O ideal até o momento é mantermos uma glicemia ideal e uma hemoglobina glicosilada A1C abaixo de 7%, com um estilo de vida adequado, ficando a critério clínico do médico a utilização ou não de fármacos para este objetivo.
A American Heart Association recomenda que em pacientes que apresentem risco cardiovascular em 10 anos maior que 10%, a aspirina deve ser utilizada, a não ser que haja contra-indicação. Os pacientes portadores da síndrome metabólica apresentam um risco cardiovascular em 10 anos entre 10% e 20%, e se forem portadores de diabetes mellitus ou hipertensão arterial estágio 3, este risco cardiovascular é maior que 20% em 10 anos.
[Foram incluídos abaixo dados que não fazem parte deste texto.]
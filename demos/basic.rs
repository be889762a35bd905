//! Minimal mono example: a small book API with a template page.
//!
//! Run with:
//!   RUST_LOG=info MONO_ADDR=127.0.0.1:3000 cargo run --example basic
//!
//! Try:
//!   curl http://localhost:3000/books/42
//!   curl -X POST http://localhost:3000/books -d 'title=Moby+dick&rating=5'
//!   curl -X DELETE http://localhost:3000/books/42

use mono::middleware::Trace;
use mono::{Config, Error, MapTo, Method, Mono, Request, Response, StatusCode};
use serde::Deserialize;

#[derive(Deserialize)]
struct NewBook {
    title: String,
    rating: Option<u8>,
}

#[tokio::main]
async fn main() -> Result<(), Error> {
    tracing_subscriber::fmt::init();

    let mut app = Mono::builder().config(Config::from_env()?).build();

    app.add_middleware(Trace);
    app.add_route(Method::Get, "/books/{id}", show_book);
    app.add_route(Method::Post, "/books", create_book);
    app.add_route(Method::Delete, "/books/{id}", delete_book);
    app.add_route(Method::Get, "/", home);

    app.run().await
}

// Falls back to plain text when MONO_TEMPLATES is not set.
async fn home(req: Request) -> Result<Response, Error> {
    match req.render("index.html", serde_json::json!({ "output": "Hello, world!" })) {
        Err(Error::TemplatesNotConfigured) => Ok(Response::text("Hello, world!")),
        other => other,
    }
}

async fn show_book(req: Request) -> Response {
    let id = req.param("id").unwrap_or("unknown");
    Response::json(format!(r#"{{"id":"{id}","title":"Moby dick"}}"#).into_bytes())
}

async fn create_book(_req: Request, MapTo(book): MapTo<NewBook>) -> Response {
    Response::builder()
        .status(StatusCode::CREATED)
        .header("location", "/books/99")
        .json(format!(r#"{{"id":"99","title":"{}","rating":{}}}"#, book.title, book.rating.unwrap_or(0)).into_bytes())
}

async fn delete_book(_req: Request) -> StatusCode {
    StatusCode::NO_CONTENT
}
//! Type-keyed dependency container.
//!
//! Values are stored once per type behind an `Arc` and handed out as shared
//! clones. Types that know how to build themselves from other registered
//! values implement [`Inject`] and are constructed on first use by
//! [`Container::make`], then cached like any other entry.
//!
//! ```rust
//! use std::sync::Arc;
//! use mono::{Container, Error, Inject};
//!
//! struct Db { url: String }
//! struct Repo { db: Arc<Db> }
//!
//! impl Inject for Repo {
//!     fn inject(c: &Container) -> Result<Self, Error> {
//!         Ok(Repo { db: c.get::<Db>()? })
//!     }
//! }
//!
//! let c = Container::new();
//! c.insert(Db { url: "sqlite::memory:".into() });
//! let repo = c.make::<Repo>().unwrap();
//! assert_eq!(repo.db.url, "sqlite::memory:");
//! ```

use std::any::{Any, TypeId, type_name};
use std::collections::HashMap;
use std::sync::Arc;

use parking_lot::RwLock;

use crate::error::Error;

type Entry = Arc<dyn Any + Send + Sync>;

/// Shared, thread-safe registry of application services.
#[derive(Default)]
pub struct Container {
    entries: RwLock<HashMap<TypeId, Entry>>,
}

/// Constructs a value from the container's other entries.
pub trait Inject: Sized + Send + Sync + 'static {
    fn inject(container: &Container) -> Result<Self, Error>;
}

impl Container {
    pub fn new() -> Self {
        Self::default()
    }

    /// Registers `value`, replacing any earlier instance of the same type.
    pub fn insert<T: Send + Sync + 'static>(&self, value: T) {
        self.insert_arc(Arc::new(value));
    }

    pub fn insert_arc<T: Send + Sync + 'static>(&self, value: Arc<T>) {
        self.entries.write().insert(TypeId::of::<T>(), value);
    }

    pub fn contains<T: 'static>(&self) -> bool {
        self.entries.read().contains_key(&TypeId::of::<T>())
    }

    /// Returns the registered instance of `T`.
    pub fn get<T: Send + Sync + 'static>(&self) -> Result<Arc<T>, Error> {
        self.try_get::<T>().ok_or(Error::NotRegistered(type_name::<T>()))
    }

    pub fn try_get<T: Send + Sync + 'static>(&self) -> Option<Arc<T>> {
        let entry = self.entries.read().get(&TypeId::of::<T>()).cloned()?;
        entry.downcast::<T>().ok()
    }

    /// Returns the registered `T`, building and caching it through
    /// [`Inject`] when absent.
    ///
    /// The lock is not held while `inject` runs, so constructors may resolve
    /// their own dependencies. If two callers race, the first insert wins and
    /// both receive that instance.
    pub fn make<T: Inject>(&self) -> Result<Arc<T>, Error> {
        if let Some(existing) = self.try_get::<T>() {
            return Ok(existing);
        }

        let built: Entry = Arc::new(T::inject(self)?);
        let entry = Arc::clone(
            self.entries.write().entry(TypeId::of::<T>()).or_insert(built),
        );
        entry.downcast::<T>().map_err(|_| Error::NotRegistered(type_name::<T>()))
    }
}
//! Outgoing HTTP response type and the [`IntoResponse`] conversion trait.
//!
//! Build a [`Response`] in your handler or middleware and return it. The
//! server converts it to a hyper response at the edge.

use bytes::Bytes;
use http::StatusCode;
use http_body_util::Full;

// ── ContentType ───────────────────────────────────────────────────────────────

/// Common content-type values for use with [`ResponseBuilder::bytes`].
pub enum ContentType {
    Csv,          // text/csv
    FormData,     // application/x-www-form-urlencoded
    Html,         // text/html; charset=utf-8
    Json,         // application/json
    OctetStream,  // application/octet-stream
    Text,         // text/plain; charset=utf-8
    Xml,          // application/xml
}

impl ContentType {
    fn as_str(&self) -> &'static str {
        match self {
            Self::Csv         => "text/csv",
            Self::FormData    => "application/x-www-form-urlencoded",
            Self::Html        => "text/html; charset=utf-8",
            Self::Json        => "application/json",
            Self::OctetStream => "application/octet-stream",
            Self::Text        => "text/plain; charset=utf-8",
            Self::Xml         => "application/xml",
        }
    }
}

// ── Response ─────────────────────────────────────────────────────────────────

/// An outgoing HTTP response.
///
/// # Shortcuts (200 OK)
///
/// ```rust
/// use mono::{Response, StatusCode};
///
/// Response::text("Hello, world!");
/// Response::html("<h1>Hello</h1>");
/// Response::status(StatusCode::NO_CONTENT);
/// ```
///
/// # Builder (custom status or headers)
///
/// ```rust
/// use mono::{ContentType, Response, StatusCode};
///
/// Response::builder()
///     .status(StatusCode::CREATED)
///     .header("location", "/books/42")
///     .json(br#"{"id":42}"#.to_vec());
///
/// Response::builder().bytes(ContentType::Xml, b"<ok/>".to_vec());
/// ```
#[derive(Debug)]
pub struct Response {
    pub(crate) body: Vec<u8>,
    pub(crate) headers: Vec<(String, String)>,
    pub(crate) status: StatusCode,
}

impl Response {
    /// `200 OK` — `application/json`.
    pub fn json(body: Vec<u8>) -> Self {
        Self::builder().json(body)
    }

    /// `200 OK` — `text/plain; charset=utf-8`.
    pub fn text(body: impl Into<String>) -> Self {
        Self::builder().text(body)
    }

    /// `200 OK` — `text/html; charset=utf-8`.
    pub fn html(body: impl Into<String>) -> Self {
        Self::builder().bytes(ContentType::Html, body.into().into_bytes())
    }

    /// Response with no body.
    pub fn status(code: StatusCode) -> Self {
        Self { body: Vec::new(), headers: Vec::new(), status: code }
    }

    /// Builder for responses that need a custom status or extra headers.
    pub fn builder() -> ResponseBuilder {
        ResponseBuilder { headers: Vec::new(), status: StatusCode::OK }
    }

    /// Appends a header, keeping any existing ones.
    pub fn with_header(mut self, name: &str, value: &str) -> Self {
        self.headers.push((name.to_owned(), value.to_owned()));
        self
    }

    pub fn status_code(&self) -> StatusCode { self.status }
    pub fn headers(&self) -> &[(String, String)] { &self.headers }
    pub fn body(&self) -> &[u8] { &self.body }

    /// Case-insensitive header lookup.
    pub fn header(&self, name: &str) -> Option<&str> {
        self.headers.iter()
            .find(|(k, _)| k.eq_ignore_ascii_case(name))
            .map(|(_, v)| v.as_str())
    }

    /// The body as UTF-8 text, lossily.
    pub fn text_body(&self) -> std::borrow::Cow<'_, str> {
        String::from_utf8_lossy(&self.body)
    }

    /// Converts into the hyper-facing representation. Headers that fail
    /// validation are dropped with a warning rather than failing the request.
    pub(crate) fn into_inner(self) -> http::Response<Full<Bytes>> {
        let mut res = http::Response::new(Full::new(Bytes::from(self.body)));
        *res.status_mut() = self.status;
        let headers = res.headers_mut();
        for (name, value) in self.headers {
            match (
                http::HeaderName::from_bytes(name.as_bytes()),
                http::HeaderValue::from_str(&value),
            ) {
                (Ok(name), Ok(value)) => { headers.append(name, value); }
                _ => tracing::warn!(header = %name, "dropping invalid response header"),
            }
        }
        res
    }
}

// ── ResponseBuilder ───────────────────────────────────────────────────────────

/// Fluent builder for [`Response`].
///
/// Obtain via [`Response::builder()`]. Defaults to `200 OK`.
/// Terminated by a typed body method — you always know what you're sending.
pub struct ResponseBuilder {
    headers: Vec<(String, String)>,
    status: StatusCode,
}

impl ResponseBuilder {
    pub fn status(mut self, code: StatusCode) -> Self {
        self.status = code;
        self
    }

    pub fn header(mut self, name: &str, value: &str) -> Self {
        self.headers.push((name.to_owned(), value.to_owned()));
        self
    }

    /// Terminate with a JSON body (`application/json`).
    pub fn json(self, body: Vec<u8>) -> Response {
        self.finish(ContentType::Json, body)
    }

    /// Terminate with a plain-text body (`text/plain; charset=utf-8`).
    pub fn text(self, body: impl Into<String>) -> Response {
        self.finish(ContentType::Text, body.into().into_bytes())
    }

    /// Terminate with a typed body. Use this for HTML, XML, binary, etc.
    pub fn bytes(self, content_type: ContentType, body: Vec<u8>) -> Response {
        self.finish(content_type, body)
    }

    /// Terminate with no body (e.g. `204 No Content`, `405` with an `Allow` header).
    pub fn no_body(self) -> Response {
        Response { body: Vec::new(), headers: self.headers, status: self.status }
    }

    fn finish(self, content_type: ContentType, body: Vec<u8>) -> Response {
        let mut headers = vec![("content-type".to_owned(), content_type.as_str().to_owned())];
        headers.extend(self.headers);
        Response { body, headers, status: self.status }
    }
}

// ── IntoResponse ──────────────────────────────────────────────────────────────

/// Conversion into an HTTP [`Response`].
///
/// Implement on your own types to return them directly from handlers.
///
/// ```rust,ignore
/// use mono::{IntoResponse, Response, StatusCode};
/// use serde::Serialize;
///
/// struct Json<T: Serialize>(T);
///
/// impl<T: Serialize> IntoResponse for Json<T> {
///     fn into_response(self) -> Response {
///         match serde_json::to_vec(&self.0) {
///             Ok(bytes) => Response::json(bytes),
///             Err(_)    => Response::status(StatusCode::INTERNAL_SERVER_ERROR),
///         }
///     }
/// }
/// ```
pub trait IntoResponse {
    fn into_response(self) -> Response;
}

impl IntoResponse for Response {
    fn into_response(self) -> Response { self }
}

impl IntoResponse for &'static str {
    fn into_response(self) -> Response { Response::text(self) }
}

impl IntoResponse for String {
    fn into_response(self) -> Response { Response::text(self) }
}

/// Return a [`StatusCode`] directly from a handler: `return StatusCode::NOT_FOUND`
impl IntoResponse for StatusCode {
    fn into_response(self) -> Response { Response::status(self) }
}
A American Heart Association recomenda que em pacientes com risco cardiovascular intermediário (10% a 20%) seja recomendado a dosagem da proteína C reativa de alta sensibilidade e, se maior que 3 mg/L, devemos considerar esses pacientes como portadores de um fator de risco emergente, podendo desta maneira identificar, uma população com um risco cardiovascular maior, elevando estes indivíduos para uma categoria superior de alto risco cardiovascular.

A aplicabilidade clínica dessa medida é intensificarmos a mudança do estilo de vida, introduzirmos aspirina e estabelecermos metas mais baixas a serem atingidas do LDL colesterol.
Ainda é motivo de controversa se devemos utilizar rotina nos portadores da síndrome metabólica estatinas, com a finalidade de reduzirmos o nível sérico da proteína C de alta sensibilidade.

CONSIDERAÇÕES FINAIS

Sobre uma influência genética, que é fundamental para o desenvolvimento da síndrome metabólica, e perante a qual nada podemos fazer, já que é herdada independente da nossa vontade, um estilo de vida inadequado desencadeia o aparecimento das variáveis que associadas permitem estabelecermos os critérios diagnósticos da síndrome metabólica. Pelo fato de ser incomum o aparecimento da síndrome metabólica nos indivíduos que não sejam sedentários e obesos, a grande conseqüência que nos trouxe a transição epidemiológica foi uma epidemia de obesos, hipertensos e diabéticos, epidemia esta que aumenta à medida que a população envelhece. Para revertermos esta situação, em primeiro lugar, devemos estar conscientes de que devemos mudar o estilo de vida, sendo a redução de peso associada a uma programação de atividade física regular, a pedra angular do tratamento da síndrome metabólica. A utilização de fármacos pode ser necessária, para que as metas de suas variáveis sejam atingidas e, dessa maneira, reduzirmos o risco cardiovascular e a incidência do diabetes mellitus.

Não podemos evitar a morte, única certeza da vida de todos nós, mas podemos adiá-la com qualidade de vida e este é o objetivo maior na abordagem dos portadores da síndrome metabólica.